* What is expected *
Lines that contain the string "main" are the ones to list; copy all of them from the records.

Supplied data Block Start

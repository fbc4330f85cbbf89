use clap::{Parser, Subcommand};
use ecosort::progression::achievements;
use ecosort::{ScanLocation, ScanPipeline, SorterConfig};
use image::ImageFormat;
use serde::Serialize;
use shared::UserProgress;
use std::path::PathBuf;
use uuid::Uuid;

#[derive(Parser)]
#[command(name = "ecosort", about = "Classify waste photos and track eco progress")]
struct Cli {
    #[command(subcommand)]
    command: Command,
}

#[derive(clap::Args)]
struct ProgressArgs {
    /// Current eco point total
    #[arg(long, default_value_t = 0)]
    points: u64,
    #[arg(long, default_value_t = 0)]
    scans: u64,
    /// Confirmed correct sorts so far
    #[arg(long, default_value_t = 0)]
    correct: u64,
}

#[derive(Subcommand)]
enum Command {
    /// Classify an image and award scan points
    Scan {
        image: PathBuf,
        #[command(flatten)]
        progress: ProgressArgs,
        #[arg(long)]
        user: Option<Uuid>,
        #[arg(long)]
        location: Option<String>,
        #[arg(long, allow_hyphen_values = true)]
        lat: Option<f64>,
        #[arg(long, allow_hyphen_values = true)]
        lon: Option<f64>,
    },
    /// List every waste category with disposal guidance
    Categories,
    /// Show tier progress and achievements
    Progress {
        #[command(flatten)]
        progress: ProgressArgs,
    },
    /// Apply a single eco event (scan, correct_sort, diy_project, purchase)
    Award {
        kind: String,
        #[arg(long)]
        amount: Option<f64>,
        #[command(flatten)]
        progress: ProgressArgs,
    },
}

#[derive(Serialize)]
struct ProgressReport {
    progress: UserProgress,
    level: shared::LevelProgress,
    accuracy_rate: f64,
    achievements: Vec<shared::Achievement>,
}

fn main() {
    dotenv::dotenv().ok();
    env_logger::init_from_env(env_logger::Env::new().default_filter_or("info"));

    if let Err(e) = run(Cli::parse()) {
        log::error!("{}", e);
        std::process::exit(1);
    }
}

fn run(cli: Cli) -> Result<(), Box<dyn std::error::Error>> {
    let config = SorterConfig::load()?;

    match cli.command {
        Command::Scan {
            image,
            progress,
            user,
            location,
            lat,
            lon,
        } => {
            let pipeline = ScanPipeline::from_config(config)?;
            let progress = pipeline.engine().recompute_level(&progress.into_progress());
            let mime_type = ImageFormat::from_path(&image)
                .ok()
                .map(|format| format.to_mime_type());
            let image_data = std::fs::read(&image)?;
            let location = ScanLocation {
                label: location,
                latitude: lat,
                longitude: lon,
            };

            let outcome = pipeline.scan(
                user.unwrap_or_else(Uuid::new_v4),
                &image_data,
                mime_type,
                &progress,
                Some(location),
            )?;
            print_json(&outcome.to_response())?;
        }
        Command::Categories => {
            let pipeline = ScanPipeline::from_config(config)?;
            print_json(&pipeline.categories())?;
        }
        Command::Progress { progress } => {
            let engine = ecosort::EcoProgressionEngine::from_config(&config)?;
            let progress = engine.recompute_level(&progress.into_progress());
            print_json(&report(&engine, progress))?;
        }
        Command::Award {
            kind,
            amount,
            progress,
        } => {
            let engine = ecosort::EcoProgressionEngine::from_config(&config)?;
            let progress = engine.recompute_level(&progress.into_progress());
            let (progress, earned) = engine.award_named(&progress, &kind, amount)?;
            log::info!("Earned {} points for {}", earned, kind);
            print_json(&report(&engine, progress))?;
        }
    }
    Ok(())
}

impl ProgressArgs {
    fn into_progress(self) -> UserProgress {
        UserProgress {
            eco_points: self.points,
            eco_level: String::new(),
            total_scans: self.scans,
            correct_sorts: self.correct,
        }
    }
}

fn report(engine: &ecosort::EcoProgressionEngine, progress: UserProgress) -> ProgressReport {
    ProgressReport {
        level: engine.level_progress(&progress),
        accuracy_rate: progress.accuracy_rate(),
        achievements: achievements(&progress),
        progress,
    }
}

fn print_json<T: Serialize>(value: &T) -> Result<(), serde_json::Error> {
    println!("{}", serde_json::to_string_pretty(value)?);
    Ok(())
}
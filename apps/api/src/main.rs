mod config;
mod documents;
mod errors;
mod events;
mod jobs;
mod llm_client;
mod pipeline;
mod routes;
mod state;

use anyhow::{Context, Result};
use aws_config::Region;
use aws_sdk_s3::config::Credentials;
use std::net::SocketAddr;
use std::sync::Arc;
use tower_http::{cors::CorsLayer, trace::TraceLayer};
use tracing::info;
use tracing_subscriber::{layer::SubscriberExt, util::SubscriberInitExt, EnvFilter};

use crate::config::{Config, S3Config};
use crate::documents::{ObjectMirror, PdfTextExtractor, UploadStore};
use crate::events::{AuditLog, EventHub};
use crate::jobs::pg_store::PgJobStore;
use crate::jobs::store::{JobStore, JsonFileStore};
use crate::jobs::JobCoordinator;
use crate::llm_client::OpenAiEngine;
use crate::pipeline::Orchestrator;
use crate::routes::build_router;
use crate::state::AppState;

#[tokio::main]
async fn main() -> Result<()> {
    let config = Config::from_env()?;

    tracing_subscriber::registry()
        .with(EnvFilter::try_from_default_env().unwrap_or_else(|_| {
            EnvFilter::new(format!("{}={}", env!("CARGO_CRATE_NAME"), &config.rust_log))
        }))
        .with(tracing_subscriber::fmt::layer())
        .init();

    info!("Starting Resume API v{}", env!("CARGO_PKG_VERSION"));

    let logs_dir = config.logs_dir();
    tokio::fs::create_dir_all(&logs_dir)
        .await
        .with_context(|| format!("creating log directory {}", logs_dir.display()))?;
    let hub = Arc::new(EventHub::new(
        config.subscriber_queue_capacity,
        AuditLog::new(logs_dir),
    ));

    let mirror = match &config.s3 {
        Some(s3) => {
            let client = build_s3_client(s3).await;
            info!("S3 mirror enabled (bucket: {})", s3.bucket);
            Some(ObjectMirror::new(client, s3.bucket.clone()))
        }
        None => {
            info!("S3 mirror disabled");
            None
        }
    };
    let uploads = UploadStore::open(config.uploads_dir(), mirror).await?;

    let store: Arc<dyn JobStore> = match &config.database_url {
        Some(url) => Arc::new(PgJobStore::connect(url).await?),
        None => {
            let path = config.records_file();
            info!("Using JSON job store at {}", path.display());
            Arc::new(JsonFileStore::open(path).await?)
        }
    };

    let engine = OpenAiEngine::new(
        config.openai_api_key.clone(),
        config.llm_api_url.clone(),
        config.llm_model.clone(),
    );
    info!("LLM engine initialized (model: {})", engine.model());

    let orchestrator = Orchestrator::new(Arc::new(engine), hub.clone(), config.token_batch_size);
    let jobs = JobCoordinator::new(
        store,
        uploads,
        Arc::new(PdfTextExtractor),
        orchestrator,
        hub.clone(),
    );

    let state = AppState {
        hub,
        jobs,
        config: config.clone(),
    };

    let app = build_router(state)
        .layer(TraceLayer::new_for_http())
        .layer(CorsLayer::permissive());

    let addr: SocketAddr = format!("0.0.0.0:{}", config.port).parse()?;
    info!("Listening on {addr}");

    let listener = tokio::net::TcpListener::bind(addr).await?;
    axum::serve(listener, app).await?;

    Ok(())
}

/// Constructs an S3 client for MinIO (custom endpoint) or AWS.
async fn build_s3_client(s3: &S3Config) -> aws_sdk_s3::Client {
    let credentials = Credentials::new(
        &s3.access_key_id,
        &s3.secret_access_key,
        None,
        None,
        "resume-api-static",
    );

    let mut loader = aws_config::defaults(aws_config::BehaviorVersion::latest())
        .region(Region::new(s3.region.clone()))
        .credentials_provider(credentials);
    if let Some(endpoint) = &s3.endpoint {
        loader = loader.endpoint_url(endpoint);
    }
    let shared = loader.load().await;

    // MinIO needs path-style addressing.
    let s3_config = aws_sdk_s3::config::Builder::from(&shared)
        .force_path_style(s3.endpoint.is_some())
        .build();
    aws_sdk_s3::Client::from_conf(s3_config)
}
/// LLM Client: the single point of entry for text generation.
///
/// No other module talks to the chat-completions API directly. Pipeline
/// stages depend on the [`TextEngine`] trait and receive streamed output
/// through a [`TokenSink`].
use async_trait::async_trait;
use futures::StreamExt;
use reqwest::Client;
use serde::{Deserialize, Serialize};
use thiserror::Error;
use tracing::{debug, warn};

pub mod prompts;

pub const DEFAULT_API_URL: &str = "https://api.openai.com/v1/chat/completions";
pub const DEFAULT_MODEL: &str = "gpt-4";
const MAX_RETRIES: u32 = 3;

#[derive(Debug, Error)]
pub enum LlmError {
    #[error("HTTP error: {0}")]
    Http(#[from] reqwest::Error),

    #[error("API error (status {status}): {message}")]
    Api { status: u16, message: String },

    #[error("JSON parse error: {0}")]
    Parse(#[from] serde_json::Error),

    #[error("Rate limited after {retries} retries")]
    RateLimited { retries: u32 },

    #[error("LLM returned empty content")]
    EmptyContent,
}

/// Receives streamed output from a generation call.
///
/// `on_fragment` is called once per token fragment in arrival order;
/// `on_complete` once after the last fragment of a successful generation.
pub trait TokenSink: Send {
    fn on_fragment(&mut self, text: &str);
    fn on_complete(&mut self);
}

/// "Given a prompt, produce text", with streaming delivery.
#[async_trait]
pub trait TextEngine: Send + Sync {
    /// Streams the generation into `sink` and returns the full text.
    async fn generate(&self, prompt: &str, sink: &mut dyn TokenSink) -> Result<String, LlmError>;
}

#[derive(Debug, Serialize)]
struct ChatRequest<'a> {
    model: &'a str,
    temperature: f32,
    stream: bool,
    messages: Vec<ChatMessage<'a>>,
}

#[derive(Debug, Serialize)]
struct ChatMessage<'a> {
    role: &'a str,
    content: &'a str,
}

#[derive(Debug, Deserialize)]
struct ChatChunk {
    #[serde(default)]
    choices: Vec<ChunkChoice>,
    error: Option<ApiErrorBody>,
}

#[derive(Debug, Deserialize)]
struct ChunkChoice {
    #[serde(default)]
    delta: ChunkDelta,
}

#[derive(Debug, Default, Deserialize)]
struct ChunkDelta {
    content: Option<String>,
}

#[derive(Debug, Deserialize)]
struct ApiError {
    error: ApiErrorBody,
}

#[derive(Debug, Deserialize)]
struct ApiErrorBody {
    message: String,
}

/// One meaningful line of a streamed chat-completions body.
#[derive(Debug, PartialEq)]
enum StreamLine {
    Delta(String),
    Done,
}

/// Parses one line of the server-sent event body. Blank lines, comments and
/// chunks without content yield `None`.
fn parse_stream_line(line: &str) -> Result<Option<StreamLine>, LlmError> {
    let Some(data) = line.strip_prefix("data:") else {
        return Ok(None);
    };
    let data = data.trim();
    if data.is_empty() {
        return Ok(None);
    }
    if data == "[DONE]" {
        return Ok(Some(StreamLine::Done));
    }

    let chunk: ChatChunk = serde_json::from_str(data)?;
    if let Some(error) = chunk.error {
        return Err(LlmError::Api {
            status: 200,
            message: error.message,
        });
    }

    let text: String = chunk
        .choices
        .into_iter()
        .filter_map(|c| c.delta.content)
        .collect();
    if text.is_empty() {
        Ok(None)
    } else {
        Ok(Some(StreamLine::Delta(text)))
    }
}

/// Chat-completions client with streaming output.
#[derive(Clone)]
pub struct OpenAiEngine {
    client: Client,
    api_key: String,
    api_url: String,
    model: String,
}

impl OpenAiEngine {
    pub fn new(api_key: String, api_url: String, model: String) -> Self {
        Self {
            client: Client::builder()
                .timeout(std::time::Duration::from_secs(300))
                .build()
                .expect("Failed to build HTTP client"),
            api_key,
            api_url,
            model,
        }
    }

    pub fn model(&self) -> &str {
        &self.model
    }

    /// Opens the streaming response. Retries on 429 and 5xx with exponential
    /// backoff; once the body starts streaming there are no retries.
    async fn open_stream(&self, prompt: &str) -> Result<reqwest::Response, LlmError> {
        let request_body = ChatRequest {
            model: &self.model,
            temperature: 0.0,
            stream: true,
            messages: vec![ChatMessage {
                role: "user",
                content: prompt,
            }],
        };

        let mut last_error: Option<LlmError> = None;

        for attempt in 0..MAX_RETRIES {
            if attempt > 0 {
                // Exponential backoff: 1s, 2s
                let delay = std::time::Duration::from_millis(1000 * (1 << (attempt - 1)));
                warn!(
                    "LLM call attempt {} failed, retrying after {}ms...",
                    attempt,
                    delay.as_millis()
                );
                tokio::time::sleep(delay).await;
            }

            let response = self
                .client
                .post(&self.api_url)
                .bearer_auth(&self.api_key)
                .json(&request_body)
                .send()
                .await;

            let response = match response {
                Ok(r) => r,
                Err(e) => {
                    last_error = Some(LlmError::Http(e));
                    continue;
                }
            };

            let status = response.status();

            if status.as_u16() == 429 || status.is_server_error() {
                let body = response.text().await.unwrap_or_default();
                warn!("LLM API returned {}: {}", status, body);
                last_error = Some(LlmError::Api {
                    status: status.as_u16(),
                    message: body,
                });
                continue;
            }

            if !status.is_success() {
                let body = response.text().await.unwrap_or_default();
                let message = serde_json::from_str::<ApiError>(&body)
                    .map(|e| e.error.message)
                    .unwrap_or(body);
                return Err(LlmError::Api {
                    status: status.as_u16(),
                    message,
                });
            }

            return Ok(response);
        }

        Err(last_error.unwrap_or(LlmError::RateLimited {
            retries: MAX_RETRIES,
        }))
    }
}

#[async_trait]
impl TextEngine for OpenAiEngine {
    async fn generate(&self, prompt: &str, sink: &mut dyn TokenSink) -> Result<String, LlmError> {
        let response = self.open_stream(prompt).await?;
        let mut body = response.bytes_stream();

        // Bytes are buffered until a full line arrives so multi-byte
        // characters split across chunks decode intact.
        let mut pending: Vec<u8> = Vec::new();
        let mut output = String::new();
        let mut fragments = 0usize;

        'stream: while let Some(chunk) = body.next().await {
            pending.extend_from_slice(&chunk?);
            while let Some(pos) = pending.iter().position(|b| *b == b'\n') {
                let line: Vec<u8> = pending.drain(..=pos).collect();
                let line = String::from_utf8_lossy(&line);
                match parse_stream_line(line.trim())? {
                    Some(StreamLine::Delta(text)) => {
                        sink.on_fragment(&text);
                        output.push_str(&text);
                        fragments += 1;
                    }
                    Some(StreamLine::Done) => break 'stream,
                    None => {}
                }
            }
        }

        if output.is_empty() {
            return Err(LlmError::EmptyContent);
        }

        debug!(
            "LLM stream finished: fragments={}, chars={}",
            fragments,
            output.len()
        );
        sink.on_complete();
        Ok(output)
    }
}

#[cfg(test)]
mod tests {
    use super::*;

    #[test]
    fn test_parse_stream_line_delta() {
        let line = r#"data: {"choices":[{"index":0,"delta":{"content":"Hel"}}]}"#;
        assert_eq!(
            parse_stream_line(line).unwrap(),
            Some(StreamLine::Delta("Hel".to_string()))
        );
    }

    #[test]
    fn test_parse_stream_line_done() {
        assert_eq!(
            parse_stream_line("data: [DONE]").unwrap(),
            Some(StreamLine::Done)
        );
    }

    #[test]
    fn test_parse_stream_line_role_only_chunk_is_skipped() {
        let line = r#"data: {"choices":[{"index":0,"delta":{"role":"assistant"}}]}"#;
        assert_eq!(parse_stream_line(line).unwrap(), None);
    }

    #[test]
    fn test_parse_stream_line_ignores_non_data_lines() {
        assert_eq!(parse_stream_line("").unwrap(), None);
        assert_eq!(parse_stream_line(": keep-alive").unwrap(), None);
        assert_eq!(parse_stream_line("event: message").unwrap(), None);
    }

    #[test]
    fn test_parse_stream_line_surfaces_api_error() {
        let line = r#"data: {"error":{"message":"context length exceeded"}}"#;
        match parse_stream_line(line) {
            Err(LlmError::Api { message, .. }) => assert_eq!(message, "context length exceeded"),
            other => panic!("unexpected: {other:?}"),
        }
    }

    #[test]
    fn test_parse_stream_line_rejects_garbage() {
        assert!(matches!(
            parse_stream_line("data: {not json"),
            Err(LlmError::Parse(_))
        ));
    }
}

Supplied data Block End

* Written answer *
fn main() {
filename apps/api/src/main.rs
#[tokio::main]
async fn main() -> Result<()> {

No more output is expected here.